Exercise aim
Report only how many lines of the entries below contain the string "BatchFraming".

Exercise data below:

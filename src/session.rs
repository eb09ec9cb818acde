//! Client session: request the stream, fill the gaps, persist the result.
//!
//! ```text
//! Idle -> AwaitingInitialBatch -> DetectingGaps -> Complete
//!                                      |              ^
//!                                      v              |
//!                               AwaitingResends ------+
//! any non-terminal state -> Failed
//! ```
//!
//! The session owns its [`ReconstructionState`] and its exchange connection;
//! nothing is shared with other sessions. I/O is blocking, so the only
//! places a session waits are the exchange calls.
use std::fmt;
use std::net::ToSocketAddrs;
use std::sync::Arc;
use std::sync::atomic::{AtomicBool, Ordering};
use std::time::Duration;

use tracing::{error, info};

use crate::error::{FeedError, Result};
use crate::exchange::{Exchange, TcpExchange};
use crate::gap::{detect_gaps, ReconstructionState, DEFAULT_MAX_MISSING};
use crate::packet::{decode_all, Packet};
use crate::resend::{recover, ResendReport, DEFAULT_ATTEMPTS};
use crate::store::Output;
use crate::wire::BatchFraming;

#[derive(Debug, Clone, Copy, PartialEq, Eq)]
pub enum SessionState {
    Idle,
    AwaitingInitialBatch,
    DetectingGaps,
    AwaitingResends,
    Complete,
    Failed,
}

impl fmt::Display for SessionState {
    fn fmt(&self, f: &mut fmt::Formatter<'_>) -> fmt::Result {
        f.write_str(match self {
            SessionState::Idle => "idle",
            SessionState::AwaitingInitialBatch => "awaiting initial batch",
            SessionState::DetectingGaps => "detecting gaps",
            SessionState::AwaitingResends => "awaiting resends",
            SessionState::Complete => "complete",
            SessionState::Failed => "failed",
        })
    }
}

/// Shared stop flag, tripped from a signal handler or another thread.
#[derive(Debug, Clone, Default)]
pub struct CancelToken(Arc<AtomicBool>);

impl CancelToken {
    pub fn new() -> Self {
        Self::default()
    }

    pub fn cancel(&self) {
        self.0.store(true, Ordering::SeqCst);
    }

    pub fn is_cancelled(&self) -> bool {
        self.0.load(Ordering::SeqCst)
    }
}

#[derive(Debug, Clone)]
pub struct SessionConfig {
    pub framing: BatchFraming,
    /// Per-read timeout on the exchange connection. `None` blocks forever.
    pub read_timeout: Option<Duration>,
    /// Requests per missing sequence before giving up.
    pub attempts: u32,
    /// Gaps in the initial batch beyond which the session fails instead of
    /// asking for each one.
    pub max_missing: usize,
}

impl Default for SessionConfig {
    fn default() -> Self {
        Self {
            framing: BatchFraming::Counted,
            read_timeout: Some(Duration::from_secs(5)),
            attempts: DEFAULT_ATTEMPTS,
            max_missing: DEFAULT_MAX_MISSING,
        }
    }
}

/// What a completed session produced.
#[derive(Debug, Clone, PartialEq, Eq)]
pub struct SessionSummary {
    pub batch_len: usize,
    pub gaps: Vec<i32>,
    pub resends: ResendReport,
    pub packets: usize,
}

pub struct Session<E: Exchange> {
    exchange: E,
    config: SessionConfig,
    cancel: CancelToken,
    state: SessionState,
}

impl Session<TcpExchange> {
    /// Open a TCP connection to the exchange at `addr`.
    pub fn connect<A: ToSocketAddrs>(addr: A, config: SessionConfig, cancel: CancelToken) -> Result<Self> {
        let exchange = TcpExchange::connect(addr, config.framing, config.read_timeout)?;
        info!(peer = %exchange.peer_addr(), framing = ?config.framing, "session connected");
        Ok(Self::new(exchange, config, cancel))
    }
}

impl<E: Exchange> Session<E> {
    pub fn new(exchange: E, config: SessionConfig, cancel: CancelToken) -> Self {
        Self { exchange, config, cancel, state: SessionState::Idle }
    }

    pub fn state(&self) -> SessionState {
        self.state
    }

    /// Reconstruct the full sequence and persist it to `output`.
    /// Nothing is written unless every gap was filled.
    pub fn run(&mut self, output: &Output) -> Result<SessionSummary> {
        self.ensure_fresh()?;
        let result = self.reconstruct().and_then(|(packets, mut summary)| {
            output.persist(&packets)?;
            summary.packets = packets.len();
            Ok(summary)
        });
        self.finish(result)
    }

    /// Reconstruct without persisting; the connection is closed either way.
    pub fn collect(&mut self) -> Result<Vec<Packet>> {
        self.ensure_fresh()?;
        let result = self.reconstruct().map(|(packets, _)| packets);
        self.finish(result)
    }

    /// A session runs once; a second call leaves the recorded outcome alone.
    fn ensure_fresh(&self) -> Result<()> {
        match self.state {
            SessionState::Idle => Ok(()),
            state => Err(FeedError::SessionReused { state }),
        }
    }

    fn finish<T>(&mut self, result: Result<T>) -> Result<T> {
        self.exchange.close();
        match &result {
            Ok(_) => {
                self.state = SessionState::Complete;
                info!("session complete");
            }
            Err(e) => {
                error!(state = %self.state, error = %e, "session failed");
                self.state = SessionState::Failed;
            }
        }
        result
    }

    fn reconstruct(&mut self) -> Result<(Vec<Packet>, SessionSummary)> {
        self.enter(SessionState::AwaitingInitialBatch)?;
        let bytes = match self.exchange.stream_all() {
            Ok(b) => b,
            Err(e) if e.is_timeout() => return Err(FeedError::Timeout { state: self.state }),
            Err(e) => return Err(e),
        };
        let batch = decode_all(&bytes)?;
        info!(packets = batch.len(), "initial batch received");

        self.enter(SessionState::DetectingGaps)?;
        let batch_len = batch.len();
        let mut recon = ReconstructionState::new();
        let missing = detect_gaps(&mut recon, batch, self.config.max_missing)?;
        let gaps = missing.to_vec();

        let resends = if missing.is_empty() {
            ResendReport::default()
        } else {
            info!(missing = ?gaps, "gaps detected");
            self.enter(SessionState::AwaitingResends)?;
            recover(&mut self.exchange, &mut recon, missing, self.config.attempts, &self.cancel)?
        };

        let packets = recon.into_sorted();
        let summary = SessionSummary { batch_len, gaps, resends, packets: packets.len() };
        Ok((packets, summary))
    }

    fn enter(&mut self, next: SessionState) -> Result<()> {
        if self.cancel.is_cancelled() {
            return Err(FeedError::Cancelled { state: self.state });
        }
        info!(from = %self.state, to = %next, "session transition");
        self.state = next;
        Ok(())
    }
}
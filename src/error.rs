use std::io;
use std::path::PathBuf;

use thiserror::Error;

use crate::session::SessionState;

/// Everything that can end a feed session without a persisted artifact.
#[derive(Debug, Error)]
pub enum FeedError {
    /// Fewer than 17 bytes were available where a frame was expected.
    #[error("malformed frame: expected {expected} bytes, got {got}")]
    MalformedFrame { expected: usize, got: usize },

    /// The stream ended with bytes left over that do not form a whole frame.
    #[error("truncated frame: {residual} residual bytes at end of stream")]
    TruncatedFrame { residual: usize },

    #[error("symbol bytes {bytes:02x?} are not ASCII")]
    InvalidSymbol { bytes: [u8; 4] },

    #[error("side indicator {byte:#04x} is not B, S or R")]
    InvalidSide { byte: u8 },

    #[error("unknown request tag {tag}")]
    UnknownRequest { tag: u8 },

    /// Only the compact one-byte resend form is available in compatibility mode.
    #[error("sequence {sequence} cannot be encoded in a one-byte resend request")]
    SequenceOutOfRange { sequence: i32 },

    #[error("transport error: {0}")]
    Transport(#[from] io::Error),

    #[error("timed out while {state}")]
    Timeout { state: SessionState },

    #[error("session cancelled while {state}")]
    Cancelled { state: SessionState },

    #[error("recovery incomplete, still missing sequences {missing:?}")]
    RecoveryIncomplete { missing: Vec<i32> },

    /// The initial batch implies more gaps than the session will chase.
    #[error("{missing} sequences missing, more than the limit of {limit}")]
    TooManyGaps { missing: u64, limit: usize },

    #[error("session already ran and ended {state}")]
    SessionReused { state: SessionState },

    #[error("invalid exchange config: {0}")]
    InvalidConfig(String),

    #[error("persisting {} failed", .path.display())]
    Persist {
        path: PathBuf,
        #[source]
        source: io::Error,
    },
}

pub type Result<T> = std::result::Result<T, FeedError>;

impl FeedError {
    /// True when the underlying transport gave up waiting for bytes.
    pub fn is_timeout(&self) -> bool {
        match self {
            FeedError::Transport(e) => matches!(
                e.kind(),
                io::ErrorKind::TimedOut | io::ErrorKind::WouldBlock
            ),
            FeedError::Timeout { .. } => true,
            _ => false,
        }
    }
}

End of Exercise data.

Answer box
3